## [About this exercise]
Using the data that follows, give the number of lines where the string "CallTarget" occurs, and nothing else.

## [Study material]
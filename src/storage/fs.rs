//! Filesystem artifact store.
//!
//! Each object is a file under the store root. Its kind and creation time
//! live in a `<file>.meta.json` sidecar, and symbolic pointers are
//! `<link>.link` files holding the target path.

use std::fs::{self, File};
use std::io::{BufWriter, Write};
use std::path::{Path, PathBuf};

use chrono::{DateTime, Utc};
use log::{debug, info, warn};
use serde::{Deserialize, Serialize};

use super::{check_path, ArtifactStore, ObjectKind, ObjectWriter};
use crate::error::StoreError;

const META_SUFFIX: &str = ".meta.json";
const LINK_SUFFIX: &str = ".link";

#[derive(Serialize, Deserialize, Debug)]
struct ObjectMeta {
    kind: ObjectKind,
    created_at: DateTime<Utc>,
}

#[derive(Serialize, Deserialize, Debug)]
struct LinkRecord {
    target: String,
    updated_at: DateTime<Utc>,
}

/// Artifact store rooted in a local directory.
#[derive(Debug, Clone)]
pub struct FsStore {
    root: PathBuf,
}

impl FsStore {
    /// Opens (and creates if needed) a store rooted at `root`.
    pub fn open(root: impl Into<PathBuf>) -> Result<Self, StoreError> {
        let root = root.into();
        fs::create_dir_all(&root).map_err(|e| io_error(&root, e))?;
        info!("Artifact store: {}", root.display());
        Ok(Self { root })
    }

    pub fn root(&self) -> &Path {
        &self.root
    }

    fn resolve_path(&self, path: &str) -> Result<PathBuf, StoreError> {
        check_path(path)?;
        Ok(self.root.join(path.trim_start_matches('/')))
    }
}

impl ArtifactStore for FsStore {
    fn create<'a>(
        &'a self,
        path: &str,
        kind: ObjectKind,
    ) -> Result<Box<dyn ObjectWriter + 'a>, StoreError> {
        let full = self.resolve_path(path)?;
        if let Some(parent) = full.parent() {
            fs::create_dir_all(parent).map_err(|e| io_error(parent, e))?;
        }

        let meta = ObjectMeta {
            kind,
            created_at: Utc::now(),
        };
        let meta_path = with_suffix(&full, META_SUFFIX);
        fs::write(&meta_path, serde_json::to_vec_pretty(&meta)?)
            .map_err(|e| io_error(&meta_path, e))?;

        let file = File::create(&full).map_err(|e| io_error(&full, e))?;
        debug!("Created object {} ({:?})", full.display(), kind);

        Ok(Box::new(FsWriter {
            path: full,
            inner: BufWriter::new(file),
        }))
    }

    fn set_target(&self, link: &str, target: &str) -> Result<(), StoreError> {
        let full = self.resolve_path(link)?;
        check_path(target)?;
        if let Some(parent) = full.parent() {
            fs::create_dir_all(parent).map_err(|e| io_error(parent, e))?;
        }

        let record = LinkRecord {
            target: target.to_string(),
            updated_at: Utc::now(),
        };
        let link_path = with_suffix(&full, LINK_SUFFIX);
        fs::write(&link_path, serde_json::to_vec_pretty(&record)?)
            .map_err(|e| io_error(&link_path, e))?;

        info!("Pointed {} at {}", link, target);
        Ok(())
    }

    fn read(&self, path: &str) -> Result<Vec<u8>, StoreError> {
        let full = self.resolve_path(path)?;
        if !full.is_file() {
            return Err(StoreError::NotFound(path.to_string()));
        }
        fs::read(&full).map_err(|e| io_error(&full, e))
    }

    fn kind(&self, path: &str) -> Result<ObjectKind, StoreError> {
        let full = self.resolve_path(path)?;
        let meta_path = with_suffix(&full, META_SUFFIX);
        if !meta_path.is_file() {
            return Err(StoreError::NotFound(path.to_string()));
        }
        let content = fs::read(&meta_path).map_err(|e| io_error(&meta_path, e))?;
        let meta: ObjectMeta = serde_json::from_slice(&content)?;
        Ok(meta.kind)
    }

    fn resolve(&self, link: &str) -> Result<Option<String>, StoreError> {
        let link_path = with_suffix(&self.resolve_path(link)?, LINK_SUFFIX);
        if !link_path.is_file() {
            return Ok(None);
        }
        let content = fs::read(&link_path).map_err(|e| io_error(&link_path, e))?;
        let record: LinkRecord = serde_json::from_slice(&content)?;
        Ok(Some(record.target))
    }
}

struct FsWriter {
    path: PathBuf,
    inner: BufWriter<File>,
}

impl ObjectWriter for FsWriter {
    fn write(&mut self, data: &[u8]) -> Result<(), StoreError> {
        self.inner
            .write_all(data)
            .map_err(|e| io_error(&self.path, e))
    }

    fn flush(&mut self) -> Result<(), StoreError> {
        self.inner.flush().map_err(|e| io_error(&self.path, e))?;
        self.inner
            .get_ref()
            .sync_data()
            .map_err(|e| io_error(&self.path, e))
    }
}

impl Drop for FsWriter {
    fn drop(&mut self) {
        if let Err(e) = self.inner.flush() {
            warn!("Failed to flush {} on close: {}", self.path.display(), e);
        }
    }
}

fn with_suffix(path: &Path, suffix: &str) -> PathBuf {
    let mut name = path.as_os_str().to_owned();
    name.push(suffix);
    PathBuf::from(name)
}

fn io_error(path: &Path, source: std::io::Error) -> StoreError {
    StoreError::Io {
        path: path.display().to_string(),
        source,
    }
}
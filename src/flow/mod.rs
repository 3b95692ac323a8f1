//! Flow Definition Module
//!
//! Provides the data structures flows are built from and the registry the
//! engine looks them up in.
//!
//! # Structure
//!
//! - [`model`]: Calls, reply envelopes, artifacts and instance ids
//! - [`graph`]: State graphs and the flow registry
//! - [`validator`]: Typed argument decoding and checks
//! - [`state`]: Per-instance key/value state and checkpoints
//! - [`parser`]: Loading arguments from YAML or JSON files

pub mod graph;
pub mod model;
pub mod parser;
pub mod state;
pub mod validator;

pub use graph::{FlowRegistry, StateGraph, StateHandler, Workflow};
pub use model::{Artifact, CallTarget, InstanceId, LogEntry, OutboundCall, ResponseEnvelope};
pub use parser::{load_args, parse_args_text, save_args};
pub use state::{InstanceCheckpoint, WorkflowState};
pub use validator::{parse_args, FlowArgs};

--

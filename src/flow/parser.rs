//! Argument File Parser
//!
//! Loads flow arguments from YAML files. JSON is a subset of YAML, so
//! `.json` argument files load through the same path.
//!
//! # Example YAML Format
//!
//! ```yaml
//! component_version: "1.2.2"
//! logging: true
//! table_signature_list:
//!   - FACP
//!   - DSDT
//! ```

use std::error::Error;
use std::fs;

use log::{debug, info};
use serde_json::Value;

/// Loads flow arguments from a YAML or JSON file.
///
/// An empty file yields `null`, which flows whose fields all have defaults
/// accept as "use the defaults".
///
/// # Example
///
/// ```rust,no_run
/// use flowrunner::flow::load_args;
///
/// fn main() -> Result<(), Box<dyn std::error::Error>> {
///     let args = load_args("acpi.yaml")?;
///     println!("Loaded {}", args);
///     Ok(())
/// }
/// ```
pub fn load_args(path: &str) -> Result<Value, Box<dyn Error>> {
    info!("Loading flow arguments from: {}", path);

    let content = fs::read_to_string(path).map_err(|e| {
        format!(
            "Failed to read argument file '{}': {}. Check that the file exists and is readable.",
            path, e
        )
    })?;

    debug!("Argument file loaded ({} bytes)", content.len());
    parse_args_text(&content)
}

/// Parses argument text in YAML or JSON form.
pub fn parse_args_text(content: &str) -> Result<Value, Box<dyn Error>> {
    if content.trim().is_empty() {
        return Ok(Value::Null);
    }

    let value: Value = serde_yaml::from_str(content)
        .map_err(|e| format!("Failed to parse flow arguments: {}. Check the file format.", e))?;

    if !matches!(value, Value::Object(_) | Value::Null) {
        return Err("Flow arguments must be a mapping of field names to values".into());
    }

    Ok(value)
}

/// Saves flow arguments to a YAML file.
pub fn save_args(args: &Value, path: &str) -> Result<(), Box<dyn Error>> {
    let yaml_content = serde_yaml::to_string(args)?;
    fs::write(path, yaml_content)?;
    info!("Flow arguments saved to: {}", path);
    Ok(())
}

* * *

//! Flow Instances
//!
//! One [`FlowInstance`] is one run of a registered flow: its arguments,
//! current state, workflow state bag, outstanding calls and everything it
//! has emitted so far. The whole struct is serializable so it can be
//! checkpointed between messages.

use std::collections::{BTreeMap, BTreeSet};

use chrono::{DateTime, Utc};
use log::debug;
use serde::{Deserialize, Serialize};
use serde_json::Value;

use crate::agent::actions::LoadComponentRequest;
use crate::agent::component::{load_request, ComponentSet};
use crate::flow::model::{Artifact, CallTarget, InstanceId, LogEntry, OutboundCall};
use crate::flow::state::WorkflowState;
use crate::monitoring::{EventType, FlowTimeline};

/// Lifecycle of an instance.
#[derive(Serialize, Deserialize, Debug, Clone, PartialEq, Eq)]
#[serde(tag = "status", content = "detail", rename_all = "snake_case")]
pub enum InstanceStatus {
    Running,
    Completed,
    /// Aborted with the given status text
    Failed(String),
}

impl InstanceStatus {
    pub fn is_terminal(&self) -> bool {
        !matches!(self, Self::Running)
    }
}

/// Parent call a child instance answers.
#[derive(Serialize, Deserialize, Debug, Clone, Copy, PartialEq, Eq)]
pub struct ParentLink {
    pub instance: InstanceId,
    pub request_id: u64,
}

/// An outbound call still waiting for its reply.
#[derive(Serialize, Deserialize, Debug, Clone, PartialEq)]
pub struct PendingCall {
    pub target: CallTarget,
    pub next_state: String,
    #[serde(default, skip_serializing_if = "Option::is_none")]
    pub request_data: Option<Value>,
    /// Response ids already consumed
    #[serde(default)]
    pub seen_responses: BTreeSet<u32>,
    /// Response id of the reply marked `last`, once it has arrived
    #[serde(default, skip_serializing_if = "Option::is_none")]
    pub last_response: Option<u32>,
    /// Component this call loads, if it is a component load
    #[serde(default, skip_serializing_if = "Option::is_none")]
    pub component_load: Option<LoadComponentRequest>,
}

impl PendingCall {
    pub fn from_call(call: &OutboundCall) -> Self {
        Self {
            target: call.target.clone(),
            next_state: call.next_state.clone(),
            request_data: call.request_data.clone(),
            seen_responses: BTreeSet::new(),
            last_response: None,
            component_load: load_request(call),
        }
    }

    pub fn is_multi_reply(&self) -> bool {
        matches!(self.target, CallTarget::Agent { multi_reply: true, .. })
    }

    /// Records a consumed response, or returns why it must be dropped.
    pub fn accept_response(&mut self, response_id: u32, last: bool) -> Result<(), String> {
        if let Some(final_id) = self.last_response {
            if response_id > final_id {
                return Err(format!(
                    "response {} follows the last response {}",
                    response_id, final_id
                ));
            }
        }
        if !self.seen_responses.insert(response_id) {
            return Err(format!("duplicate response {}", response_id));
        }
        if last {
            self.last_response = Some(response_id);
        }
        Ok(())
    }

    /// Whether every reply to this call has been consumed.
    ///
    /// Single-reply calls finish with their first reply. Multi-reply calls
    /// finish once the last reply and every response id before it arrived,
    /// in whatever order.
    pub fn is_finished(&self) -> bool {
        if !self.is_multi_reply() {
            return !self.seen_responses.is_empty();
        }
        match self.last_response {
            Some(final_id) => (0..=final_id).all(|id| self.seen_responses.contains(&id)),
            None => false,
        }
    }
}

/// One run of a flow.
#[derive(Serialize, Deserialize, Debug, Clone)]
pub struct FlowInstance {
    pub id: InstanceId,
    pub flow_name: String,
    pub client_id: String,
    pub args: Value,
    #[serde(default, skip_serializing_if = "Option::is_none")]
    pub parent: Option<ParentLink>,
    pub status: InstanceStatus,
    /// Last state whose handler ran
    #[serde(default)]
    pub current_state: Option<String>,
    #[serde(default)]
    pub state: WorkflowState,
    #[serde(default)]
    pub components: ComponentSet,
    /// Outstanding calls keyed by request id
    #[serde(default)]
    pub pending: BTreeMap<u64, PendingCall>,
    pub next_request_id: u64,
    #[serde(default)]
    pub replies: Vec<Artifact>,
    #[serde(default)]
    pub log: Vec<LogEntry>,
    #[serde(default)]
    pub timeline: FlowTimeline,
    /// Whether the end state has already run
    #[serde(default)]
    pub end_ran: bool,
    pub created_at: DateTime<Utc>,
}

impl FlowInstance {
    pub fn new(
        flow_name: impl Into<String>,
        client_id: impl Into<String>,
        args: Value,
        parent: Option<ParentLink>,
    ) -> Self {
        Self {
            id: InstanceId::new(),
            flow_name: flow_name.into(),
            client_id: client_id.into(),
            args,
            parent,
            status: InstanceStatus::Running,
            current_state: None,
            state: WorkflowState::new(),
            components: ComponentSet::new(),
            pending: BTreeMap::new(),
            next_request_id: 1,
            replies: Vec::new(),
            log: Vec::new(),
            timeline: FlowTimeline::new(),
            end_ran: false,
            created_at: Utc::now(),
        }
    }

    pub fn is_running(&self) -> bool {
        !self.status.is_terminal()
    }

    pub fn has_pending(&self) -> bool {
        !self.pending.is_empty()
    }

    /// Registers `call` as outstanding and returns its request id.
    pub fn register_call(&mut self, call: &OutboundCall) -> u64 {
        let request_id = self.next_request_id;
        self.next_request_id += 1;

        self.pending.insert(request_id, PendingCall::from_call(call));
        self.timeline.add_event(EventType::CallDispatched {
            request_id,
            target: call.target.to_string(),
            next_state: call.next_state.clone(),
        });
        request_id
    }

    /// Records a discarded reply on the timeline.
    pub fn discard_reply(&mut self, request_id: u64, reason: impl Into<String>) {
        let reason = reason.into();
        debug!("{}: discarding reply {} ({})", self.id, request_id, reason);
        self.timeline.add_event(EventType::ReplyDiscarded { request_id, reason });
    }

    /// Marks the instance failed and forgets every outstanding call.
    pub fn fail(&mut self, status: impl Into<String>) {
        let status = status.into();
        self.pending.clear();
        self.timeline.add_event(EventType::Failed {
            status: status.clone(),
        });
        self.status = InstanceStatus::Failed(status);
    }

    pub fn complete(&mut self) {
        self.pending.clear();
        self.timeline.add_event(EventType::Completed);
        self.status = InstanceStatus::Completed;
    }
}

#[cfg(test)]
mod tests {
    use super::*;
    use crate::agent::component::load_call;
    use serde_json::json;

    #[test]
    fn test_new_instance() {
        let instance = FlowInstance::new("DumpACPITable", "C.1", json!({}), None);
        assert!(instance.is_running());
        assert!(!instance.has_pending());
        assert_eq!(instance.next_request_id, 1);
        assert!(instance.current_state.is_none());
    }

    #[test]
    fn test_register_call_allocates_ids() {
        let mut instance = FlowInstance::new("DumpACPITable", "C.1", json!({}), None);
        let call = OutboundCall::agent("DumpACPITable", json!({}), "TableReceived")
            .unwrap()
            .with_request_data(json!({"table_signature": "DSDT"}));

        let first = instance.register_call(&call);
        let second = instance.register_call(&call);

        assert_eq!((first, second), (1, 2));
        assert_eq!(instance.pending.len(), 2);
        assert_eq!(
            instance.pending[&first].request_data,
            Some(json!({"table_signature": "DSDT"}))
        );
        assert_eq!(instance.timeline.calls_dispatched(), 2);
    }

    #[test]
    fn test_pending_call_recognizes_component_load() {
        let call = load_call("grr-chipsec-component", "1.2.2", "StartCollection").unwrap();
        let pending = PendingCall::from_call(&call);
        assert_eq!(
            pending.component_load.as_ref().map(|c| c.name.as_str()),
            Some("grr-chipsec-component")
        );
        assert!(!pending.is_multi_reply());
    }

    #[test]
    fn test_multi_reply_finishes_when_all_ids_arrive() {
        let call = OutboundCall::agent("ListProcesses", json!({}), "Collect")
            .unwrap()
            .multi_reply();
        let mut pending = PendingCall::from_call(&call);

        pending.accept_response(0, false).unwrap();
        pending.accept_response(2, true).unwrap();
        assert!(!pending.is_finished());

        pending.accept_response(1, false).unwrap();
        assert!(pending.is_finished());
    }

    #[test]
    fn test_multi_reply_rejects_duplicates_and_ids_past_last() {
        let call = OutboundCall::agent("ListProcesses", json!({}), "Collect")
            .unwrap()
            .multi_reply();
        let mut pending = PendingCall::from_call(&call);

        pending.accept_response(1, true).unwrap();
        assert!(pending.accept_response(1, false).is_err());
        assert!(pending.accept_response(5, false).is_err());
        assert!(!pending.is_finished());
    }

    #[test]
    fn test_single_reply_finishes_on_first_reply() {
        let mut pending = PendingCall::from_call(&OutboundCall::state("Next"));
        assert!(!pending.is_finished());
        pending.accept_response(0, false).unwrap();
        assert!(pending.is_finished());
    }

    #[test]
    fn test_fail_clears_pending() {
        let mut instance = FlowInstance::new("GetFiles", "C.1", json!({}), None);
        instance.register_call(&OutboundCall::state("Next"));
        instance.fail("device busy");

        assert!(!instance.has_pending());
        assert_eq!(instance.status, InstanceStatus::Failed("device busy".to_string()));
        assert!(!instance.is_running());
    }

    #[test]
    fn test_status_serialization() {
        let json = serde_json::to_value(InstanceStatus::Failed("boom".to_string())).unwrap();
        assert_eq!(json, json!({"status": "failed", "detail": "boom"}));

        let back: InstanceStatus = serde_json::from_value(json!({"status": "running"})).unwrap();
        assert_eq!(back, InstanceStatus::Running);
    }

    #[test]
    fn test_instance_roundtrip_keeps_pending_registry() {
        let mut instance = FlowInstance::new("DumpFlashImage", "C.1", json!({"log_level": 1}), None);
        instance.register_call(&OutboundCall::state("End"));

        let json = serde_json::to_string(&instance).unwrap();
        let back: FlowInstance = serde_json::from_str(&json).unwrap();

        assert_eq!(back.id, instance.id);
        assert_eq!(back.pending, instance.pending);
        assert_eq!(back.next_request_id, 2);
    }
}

## [Final answer]
4